GROUNDED TEXT GENERATION

Organization Name

Microsoft Technology Licensing, LLC


Inventor(s)

Michel Galley of Seattle WA (US)


Christopher Brian Quirk of Seattle WA (US)


William Brennan Dolan of Kirkland WA (US)


Zeqiu Wu of Seattle WA (US)


GROUNDED TEXT GENERATION - A simplified explanation of the abstract

  • This abstract for appeared for US patent application number 18334065 Titled 'GROUNDED TEXT GENERATION'

Simplified Explanation

This abstract describes a framework that allows for the generation of computer-generated text in a controlled and grounded manner. The framework consists of three components: a machine learning model, a grounding interface, and a control interface.

The machine learning model is trained to generate text based on given input text. It takes the input text as a starting point and produces computer-generated text as an output.

The grounding interface is a tool that the machine learning model can use to access a grounding source. This grounding source contains information related to the input text. By utilizing this interface, the model can incorporate relevant information from the grounding source into the computer-generated text.

The control interface is another tool that the machine learning model can use. It is designed to recognize a control signal, which can be used to guide the generation process. The model can adjust its output based on this control signal, allowing for more focused and specific text generation.
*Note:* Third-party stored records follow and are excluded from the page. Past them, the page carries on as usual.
use std::collections::VecDeque;
use std::time::Duration;

use super::action::Direction;

/// A position on the game grid
#[derive(Debug, Clone, Copy, PartialEq, Eq, Hash)]
pub struct Position {
    pub x: i32,
    pub y: i32,
}

impl Position {
    pub fn new(x: i32, y: i32) -> Self {
        Self { x, y }
    }

    /// Move position by delta
    pub fn moved_by(&self, dx: i32, dy: i32) -> Self {
        Self {
            x: self.x + dx,
            y: self.y + dy,
        }
    }

    /// Move position in a direction
    pub fn moved_in_direction(&self, direction: Direction) -> Self {
        let (dx, dy) = direction.delta();
        self.moved_by(dx, dy)
    }
}

/// The snake in the game
#[derive(Debug, Clone, PartialEq)]
pub struct Snake {
    /// Body segments, with head at the front
    pub body: VecDeque<Position>,
    /// Direction applied on the last tick
    pub direction: Direction,
}

impl Snake {
    /// Create a new snake with given starting position and direction
    pub fn new(head: Position, direction: Direction, length: usize) -> Self {
        let (dx, dy) = direction.delta();
        let body = (0..length.max(1) as i32)
            .map(|i| head.moved_by(-dx * i, -dy * i))
            .collect();

        Self { body, direction }
    }

    /// Build a snake from explicit cells, head first
    pub fn from_cells(cells: impl IntoIterator<Item = Position>, direction: Direction) -> Self {
        Self {
            body: cells.into_iter().collect(),
            direction,
        }
    }

    /// Get the head position
    pub fn head(&self) -> Position {
        self.body[0]
    }

    /// Get the tail position (last segment)
    pub fn tail(&self) -> Position {
        self.body[self.body.len() - 1]
    }

    /// Whether `pos` is any cell of the snake, head and tail included
    pub fn occupies(&self, pos: Position) -> bool {
        self.body.contains(&pos)
    }

    /// Push a new head; the tail is dropped unless the snake grows
    pub fn advance(&mut self, new_head: Position, grow: bool) {
        self.body.push_front(new_head);

        if !grow {
            self.body.pop_back();
        }
    }

    /// Get the length of the snake
    pub fn len(&self) -> usize {
        self.body.len()
    }

    /// Check if the snake is empty (should never happen in practice)
    pub fn is_empty(&self) -> bool {
        self.body.is_empty()
    }

    pub fn cells(&self) -> impl Iterator<Item = Position> + '_ {
        self.body.iter().copied()
    }
}

/// Type of collision that occurred
#[derive(Debug, Clone, Copy, PartialEq, Eq)]
pub enum CollisionType {
    /// Snake hit a wall
    Wall,
    /// Snake hit itself
    SelfCollision,
}

/// Complete game state
#[derive(Debug, Clone, PartialEq)]
pub struct GameState {
    pub snake: Snake,
    /// `None` only when the snake covers the whole grid
    pub food: Option<Position>,
    /// Turn requested by input, applied at the start of the next tick
    pub pending_direction: Direction,
    pub grid_width: usize,
    pub grid_height: usize,
    pub score: u32,
    /// Current tick interval in milliseconds
    pub speed_ms: u64,
    pub steps: u32,
    pub is_running: bool,
}

impl GameState {
    /// Create a new running game state
    pub fn new(
        snake: Snake,
        food: Option<Position>,
        grid_width: usize,
        grid_height: usize,
        speed_ms: u64,
    ) -> Self {
        let pending_direction = snake.direction;
        Self {
            snake,
            food,
            pending_direction,
            grid_width,
            grid_height,
            score: 0,
            speed_ms,
            steps: 0,
            is_running: true,
        }
    }

    /// Direction the snake moved on the last tick
    pub fn direction(&self) -> Direction {
        self.snake.direction
    }

    /// Record an intended turn for the next tick.
    ///
    /// Reversals are checked against the direction already applied, not the
    /// pending one, so the snake can never fold back onto its neck within a
    /// single tick. Input after game over is dropped. Returns whether the
    /// request was accepted.
    pub fn handle_direction_input(&mut self, requested: Direction) -> bool {
        if !self.is_running || self.snake.direction.is_opposite(requested) {
            return false;
        }
        self.pending_direction = requested;
        true
    }

    /// Delay before the next tick should fire
    pub fn tick_interval(&self) -> Duration {
        Duration::from_millis(self.speed_ms)
    }

    /// Check if a position is within the grid bounds
    pub fn is_in_bounds(&self, pos: Position) -> bool {
        pos.x >= 0
            && pos.x < self.grid_width as i32
            && pos.y >= 0
            && pos.y < self.grid_height as i32
    }

    /// Check if a position is occupied by the snake
    pub fn is_occupied_by_snake(&self, pos: Position) -> bool {
        self.snake.occupies(pos)
    }

    /// All grid cells not covered by the snake, row by row
    pub fn free_cells(&self) -> Vec<Position> {
        let mut occupied = vec![false; self.grid_width * self.grid_height];
        for pos in self.snake.cells().filter(|p| self.is_in_bounds(*p)) {
            occupied[pos.y as usize * self.grid_width + pos.x as usize] = true;
        }

        (0..self.grid_height)
            .flat_map(|y| (0..self.grid_width).map(move |x| (x, y)))
            .filter(|&(x, y)| !occupied[y * self.grid_width + x])
            .map(|(x, y)| Position::new(x as i32, y as i32))
            .collect()
    }
}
Overall, this framework enables the machine learning model to generate text that is both grounded in relevant information and controlled by specific signals.


Original Abstract Submitted

A controllable grounded response generation framework includes a machine learning model, a grounding interface, and a control interface. The machine learning model is trained to output computer-generated text based on input text. The grounding interface is useable by the machine learning model to access a grounding source including information related to the input text. The control interface is useable by the machine learning model to recognize a control signal. The machine learning model is configured to include information from the grounding source in the computer-generated text and focus the computer-generated text based on the control signal.